Keyhan Gavahi, a second-year PhD candidate originally from Iran, was so determined on working with Dr. Hamid Moradkhani that he delayed starting his degree for an entire year to see if a position would become available. In 2017, Moradkhani was working at Portland State University, but by the new year, he found himself as the Alton N. Scott Endowed Chair in the department of civil, construction and environmental engineering.
“He told me that he was going to join UA’s faculty,” Gavahi said. “but I didn’t know anything about UA. I started to do some research about The University of Alabama, and I remember opening the web page for research. The amount of support UA had for research was incredible, as was the support it provides for its students and faculty, not just financially, but also by inspiring their students to act upon their innovative ideas.”
Just one year after Moradkhani’s arrival on campus in January 2018, Gavahi was also at the University.
“Dr. Moradkhani is very supportive,” Gavahi said. “He helps you a lot during the research. He always tells us not to give up, and if we think something is right or we can work on it and do it better, he always gives us the confidence to do that.”
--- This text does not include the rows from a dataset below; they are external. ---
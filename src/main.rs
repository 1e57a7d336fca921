//! qbatch - run batches of read-only SQL queries against a SQLite file.

use std::path::{Path, PathBuf};

use query_batch::batch::Batch;
use query_batch::cli::Cli;
use query_batch::config::{Config, DATABASE_ENV};
use query_batch::db;
use query_batch::error::{BatchError, Result};
use query_batch::logging;
use query_batch::output::{OutputFormat, Renderer};
use query_batch::query::{OnError, QueryRunner};
use tracing::{error, info};

fn main() {
    dotenvy::dotenv().ok();

    let cli = Cli::parse_args();
    logging::init_stderr_logging(cli.verbose);

    match run(&cli) {
        Ok(true) => {}
        Ok(false) => std::process::exit(1),
        Err(e) => {
            error!("{}: {}", e.category(), e);
            std::process::exit(1);
        }
    }
}

/// Runs the batch. Returns whether every query succeeded.
fn run(cli: &Cli) -> Result<bool> {
    let config_path = cli.config_path();
    info!("Loading config from: {}", config_path.display());
    let mut config = Config::load_from_file(&config_path)?;
    config.source.apply_env_defaults();

    // Precedence: CLI argument, config file, environment
    let database = resolve_database(cli, &config)?;
    let on_error = cli
        .parse_on_error()
        .map_err(BatchError::config)?
        .unwrap_or(config.runner.on_error);
    let format = cli
        .parse_output_format()
        .map_err(BatchError::config)?
        .unwrap_or(config.output.format);

    let batch = cli.resolve_batch()?;

    let runtime = tokio::runtime::Builder::new_current_thread()
        .enable_all()
        .build()
        .map_err(|e| BatchError::internal(format!("Failed to start runtime: {e}")))?;

    runtime.block_on(execute(&database, &batch, on_error, format))
}

fn resolve_database(cli: &Cli, config: &Config) -> Result<PathBuf> {
    cli.database
        .clone()
        .or_else(|| config.source.path.clone())
        .ok_or_else(|| {
            BatchError::config(format!(
                "No database given. Pass a path, set [source] path in the config file, or set {DATABASE_ENV}."
            ))
        })
}

async fn execute(
    database: &Path,
    batch: &Batch,
    on_error: OnError,
    format: OutputFormat,
) -> Result<bool> {
    info!("Database: {}", database.display());
    let handle = db::open(database).await?;

    let mut renderer = Renderer::new(format, std::io::stdout());
    let summary = QueryRunner::new(handle, on_error)
        .run(batch.queries(), &mut renderer)
        .await?;

    if on_error == OnError::Continue {
        renderer.write_summary(&summary)?;
    }

    Ok(summary.is_success())
}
Gavahi is one of several UA students who currently works alongside Moradkhani studying drought environments across the continental United States.
“He’s very knowledgeable in his field; he’s truly an expert,” Gavahi said. “The insight he gives to us is very valuable.”
Mordakhani’s team is utilizing leading-edge technologies to predict and monitor drought conditions in order to mitigate economic risk and loss, particularly in the agricultural and public health industries.
“One of the crucial resources I’m currently using is The University of Alabama’s high-performance computing center,” Gavahi said. “I think it is one of the best high-performance computing centers in the nation. The amount of data that we are processing sometimes surpasses 30 terabytes, and we need tools to analyze this data.”
When their team is not crunching numbers or transforming the landscape of water technology, Moradkhai’s influence frequently extends beyond the classroom.
“As a mentor, he cares for us a lot,” Gavahi said. “He wants to know if we are doing well in life. Especially during the pandemic, he was always supportive by checking on us through email or calling us.”
Gavahi, who is planning on completing his PhD in 2023, said he doesn’t have any concrete plans so early in his program, but would like to remain a researcher focusing on drought and other natural disasters, such as hurricanes.
“Hopefully, one day I may also become a faculty member, who knows!”
Endowed faculty positions reinforce the University’s rise to prominence as a world-class leader in higher education. Through The Rising Tide Capital Campaign, we will take and aggressive stance in the race for top faculty by adding 75 new faculty endowments ensuring that students such as Gavahi have access to influential faculty.